WKLX
- Brownsville, Kentucky; United States;
- Broadcast area: Bowling Green metropolitan area
- Frequency: 100.7 MHz
- Branding: BG 100.7

Programming
- Format: Classic hits
- Affiliations: Hilltopper Sports Network

Ownership
- Owner: Commonwealth Broadcasting; (Charles M. Anderson);
- Operator: Seven Mountains Media via LMA
- Sister stations: W240CP, WBVR, WBVR-FM, WOVO, WPTQ, WWKU, WUHU

History
- First air date: 2000
- Former call signs: WAUE (1997–1998)

Technical information
- Licensing authority: FCC
- Facility ID: 10515
- Class: C2
- ERP: 16,000 watts
- HAAT: 184 meters (604 ft)
- Transmitter coordinates: 37°9′19.2″N 86°19′32.9″W﻿ / ﻿37.155333°N 86.325806°W
- Repeater: 99.1 WKYY (Beaver Dam)

Links
- Public license information: Public file; LMS;
- Webcast: Listen live
- Website: bighitsbg.com

Satellite station
- WKYY
- Beaver Dam, Kentucky; United States;
- Broadcast area: Southern Ohio and Butler Counties, Kentucky
- Frequency: 99.1 MHz

Ownership
- Owner: Commonwealth Broadcasting; (Charles M. Anderson);
- Operator: Seven Mountains Media via LMA

History
- First air date: June 15, 2011 (in Morgantown, Kentucky)
- Former call signs: WWKN (2007–2023); WKYY (2023–2025); WBGN (2025);
- Call sign meaning: Bowling Green

Technical information
- Facility ID: 170956
- Class: A
- ERP: 1,000 watts
- HAAT: 88 meters (289 ft)
- Transmitter coordinates: 37°21′37.8″N 86°48′14.3″W﻿ / ﻿37.360500°N 86.803972°W

Links
- Public license information: Public file; LMS;

= WKLX =

Radio station in Brownsville, Kentucky

WKLX (100.7 FM) is a classic hits–formatted radio station licensed to Brownsville, Kentucky, United States, and serving the Bowling Green metropolitan area. The station is owned by Commonwealth Broadcasting and operated by Seven Mountains Media, under a local marketing agreement (LMA). The station's transmitter is located along Kentucky Route 1749 near the Wingfield community of southwestern Edmonson County; it was the only broadcasting station transmitting from that tower until March 2014, when it began sharing tower space with low-powered television station WCZU-LD.

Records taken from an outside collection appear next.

use chrono::{DateTime, TimeZone, Utc};
use ecf_core::auth::Clock;
use ecf_core::integrity::SubmissionPayload;
use ecf_core::keys::KeyMaterial;
use ecf_core::transport::{AuthorityTransport, TransportError, TransportResponse};
use std::collections::VecDeque;
use std::path::{Path, PathBuf};
use std::sync::atomic::{AtomicUsize, Ordering};
use std::sync::{Arc, Mutex};
use tokio::sync::Notify;

#[allow(dead_code)]
pub const SEED_XML: &str = "<Seed><valor>ABC123</valor></Seed>";
#[allow(dead_code)]
pub const SEED_DIGEST: &str = "dGjI4fKjzYhlzIxZE3s6IrEZy5GoTFr8C1sPCoJNht4=";
#[allow(dead_code)]
pub const P12_PASSPHRASE: &str = "test-passphrase";

#[allow(dead_code)]
pub fn fixture_path(name: &str) -> PathBuf {
    Path::new(env!("CARGO_MANIFEST_DIR"))
        .join("tests/fixtures")
        .join(name)
}

#[allow(dead_code)]
pub fn fixture_string(name: &str) -> String {
    std::fs::read_to_string(fixture_path(name)).expect("read fixture")
}

#[allow(dead_code)]
pub fn fixture_bytes(name: &str) -> Vec<u8> {
    std::fs::read(fixture_path(name)).expect("read fixture")
}

#[allow(dead_code)]
pub fn test_keys() -> KeyMaterial {
    KeyMaterial::from_pem(
        &fixture_string("test-key.pem"),
        &fixture_string("test-cert.pem"),
    )
    .expect("test key material")
}

#[allow(dead_code)]
pub fn at(h: u32, m: u32, s: u32) -> DateTime<Utc> {
    Utc.with_ymd_and_hms(2024, 5, 14, h, m, s)
        .single()
        .expect("valid time")
}

/// Clock the test moves by hand.
#[allow(dead_code)]
#[derive(Clone)]
pub struct ManualClock {
    now: Arc<Mutex<DateTime<Utc>>>,
}

#[allow(dead_code)]
impl ManualClock {
    pub fn new(start: DateTime<Utc>) -> Self {
        Self {
            now: Arc::new(Mutex::new(start)),
        }
    }

    pub fn set(&self, now: DateTime<Utc>) {
        *self.now.lock().expect("clock lock") = now;
    }

    pub fn advance(&self, by: chrono::Duration) {
        let mut now = self.now.lock().expect("clock lock");
        *now += by;
    }
}

impl Clock for ManualClock {
    fn now(&self) -> DateTime<Utc> {
        *self.now.lock().expect("clock lock")
    }
}

/// Holds one transport call open until the test releases it.
#[allow(dead_code)]
#[derive(Default)]
pub struct Gate {
    entered: Notify,
    released: Notify,
}

#[allow(dead_code)]
impl Gate {
    /// Resolves once a call is parked at the gate.
    pub async fn entered(&self) {
        self.entered.notified().await;
    }

    pub fn release(&self) {
        self.released.notify_one();
    }

    async fn pass(&self) {
        self.entered.notify_one();
        self.released.notified().await;
    }
}

#[allow(dead_code)]
type Scripted = Mutex<VecDeque<Result<TransportResponse, TransportError>>>;

/// Transport answering from scripted queues. Once a queue is drained the
/// default response for that endpoint is returned.
#[allow(dead_code)]
pub struct MockTransport {
    seeds: Scripted,
    validations: Scripted,
    submissions: Scripted,
    default_seed: TransportResponse,
    default_validation: TransportResponse,
    seed_calls: AtomicUsize,
    validate_calls: AtomicUsize,
    submit_calls: AtomicUsize,
    validated: Mutex<Vec<Vec<u8>>>,
    submitted: Mutex<Vec<(String, SubmissionPayload)>>,
    seed_gate: Option<Arc<Gate>>,
    validation_gate: Option<Arc<Gate>>,
}

#[allow(dead_code)]
impl MockTransport {
    pub fn new(seed_body: &str, token_body: &str) -> Self {
        Self {
            seeds: Mutex::new(VecDeque::new()),
            validations: Mutex::new(VecDeque::new()),
            submissions: Mutex::new(VecDeque::new()),
            default_seed: TransportResponse::new(200, seed_body),
            default_validation: TransportResponse::new(200, token_body),
            seed_calls: AtomicUsize::new(0),
            validate_calls: AtomicUsize::new(0),
            submit_calls: AtomicUsize::new(0),
            validated: Mutex::new(Vec::new()),
            submitted: Mutex::new(Vec::new()),
            seed_gate: None,
            validation_gate: None,
        }
    }

    pub fn with_seed_gate(mut self, gate: Arc<Gate>) -> Self {
        self.seed_gate = Some(gate);
        self
    }

    pub fn with_validation_gate(mut self, gate: Arc<Gate>) -> Self {
        self.validation_gate = Some(gate);
        self
    }

    pub fn push_seed(&self, response: Result<TransportResponse, TransportError>) {
        self.seeds.lock().expect("script lock").push_back(response);
    }

    pub fn push_validation(&self, response: Result<TransportResponse, TransportError>) {
        self.validations
            .lock()
            .expect("script lock")
            .push_back(response);
    }

    pub fn push_submission(&self, response: Result<TransportResponse, TransportError>) {
        self.submissions
            .lock()
            .expect("script lock")
            .push_back(response);
    }

    pub fn seed_calls(&self) -> usize {
        self.seed_calls.load(Ordering::SeqCst)
    }

    pub fn validate_calls(&self) -> usize {
        self.validate_calls.load(Ordering::SeqCst)
    }

    pub fn submit_calls(&self) -> usize {
        self.submit_calls.load(Ordering::SeqCst)
    }

    pub fn network_calls(&self) -> usize {
        self.seed_calls() + self.validate_calls() + self.submit_calls()
    }

    pub fn validated_documents(&self) -> Vec<Vec<u8>> {
        self.validated.lock().expect("record lock").clone()
    }

    pub fn submitted(&self) -> Vec<(String, SubmissionPayload)> {
        self.submitted.lock().expect("record lock").clone()
    }
}

#[allow(dead_code)]
fn next(
    script: &Scripted,
    default: &TransportResponse,
) -> Result<TransportResponse, TransportError> {
    script
        .lock()
        .expect("script lock")
        .pop_front()
        .unwrap_or_else(|| Ok(default.clone()))
}

impl AuthorityTransport for MockTransport {
    async fn fetch_seed(&self) -> Result<TransportResponse, TransportError> {
        self.seed_calls.fetch_add(1, Ordering::SeqCst);
        tokio::task::yield_now().await;
        if let Some(gate) = &self.seed_gate {
            gate.pass().await;
        }
        next(&self.seeds, &self.default_seed)
    }

    async fn validate_seed(&self, signed_xml: &[u8]) -> Result<TransportResponse, TransportError> {
        self.validate_calls.fetch_add(1, Ordering::SeqCst);
        self.validated
            .lock()
            .expect("record lock")
            .push(signed_xml.to_vec());
        tokio::task::yield_now().await;
        if let Some(gate) = &self.validation_gate {
            gate.pass().await;
        }
        next(&self.validations, &self.default_validation)
    }

    async fn submit_invoice(
        &self,
        bearer_token: &str,
        payload: &SubmissionPayload,
    ) -> Result<TransportResponse, TransportError> {
        self.submit_calls.fetch_add(1, Ordering::SeqCst);
        self.submitted
            .lock()
            .expect("record lock")
            .push((bearer_token.to_string(), payload.clone()));
        next(
            &self.submissions,
            &TransportResponse::new(200, r#"{"trackId":"00000000-0000-0000-0000-000000000000"}"#),
        )
    }
}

In addition to its primary signal covering the greater Bowling Green area, WKLX operates a satellite station, WKYY (99.1 FM). Licensed to Beaver Dam, Kentucky, that station's transmitter is located on Bald Knob Road off US 231 in unincorporated southern Ohio County.

==History==
===WKLX history===
The station signed on the air as WAUE on June 1, 1997. It switched to its current WKLX callsign on July 10, 1998, which is about 11 months and 9 days after its inception. It started broadcasting as an adult hits station using the branding 100.7 KLX. It was branded as Star 100.7 during the mid-2000s.

Logo used under the Sam 100.7 branding (2005–2025)

The current 100.7 Sam FM moniker was adopted in November 2005; along the way after changing their branding to Sam FM, the format changed formats to classic hits through the syndicated S.A.M.: Simply About Music program service from Westwood One originally held by WHHT (106.7 FM). After that service was discontinued, the Sam FM branding was kept even after the station began utilizing the Bob FM service at some point in the 2010s.

In October 2024, Commonwealth Broadcasting and Seven Mountains Media agreed to a station swap of several stations in Bowling Green, and Glasgow, Kentucky, including WKLX.

In April 2025, the station rebranded as BG 100.7.

===WKYY history===
WKYY, originally licensed to Morgantown, Kentucky, began as a construction permit on July 23, 2007, with the call sign WWKN, although it would not go on-the-air until 2011. Since its launch, it has served as a full-time satellite of WKLX. The station changed its call sign to WKYY on July 1, 2023, following that stations purchase by Charles Anderson, one of WKLX's previous owners, from Newberry Broadcasting. The new owner relocated WKYY's broadcast license to Beaver Dam, and elected to relocate its transmission facility to a tower just south of that city. WKYY previously transmitted from a tower along Kentucky Route 70 (Veterans Way) in Morgantown. The call sign was changed again, to WBGN, on February 15, 2025; this change was reversed on November 30, 2025; six days later, the WBGN call sign was reassigned to a Munfordville-licensed station as part of that station's rebranding.

==Programming==
The station is the flagship station of Western Kentucky Hilltoppers basketball broadcasts from the Hilltopper Sports Network. WKLX, along with Plum Springs-licensed WWKU are co-flagships for that network's coverage of the university's football games.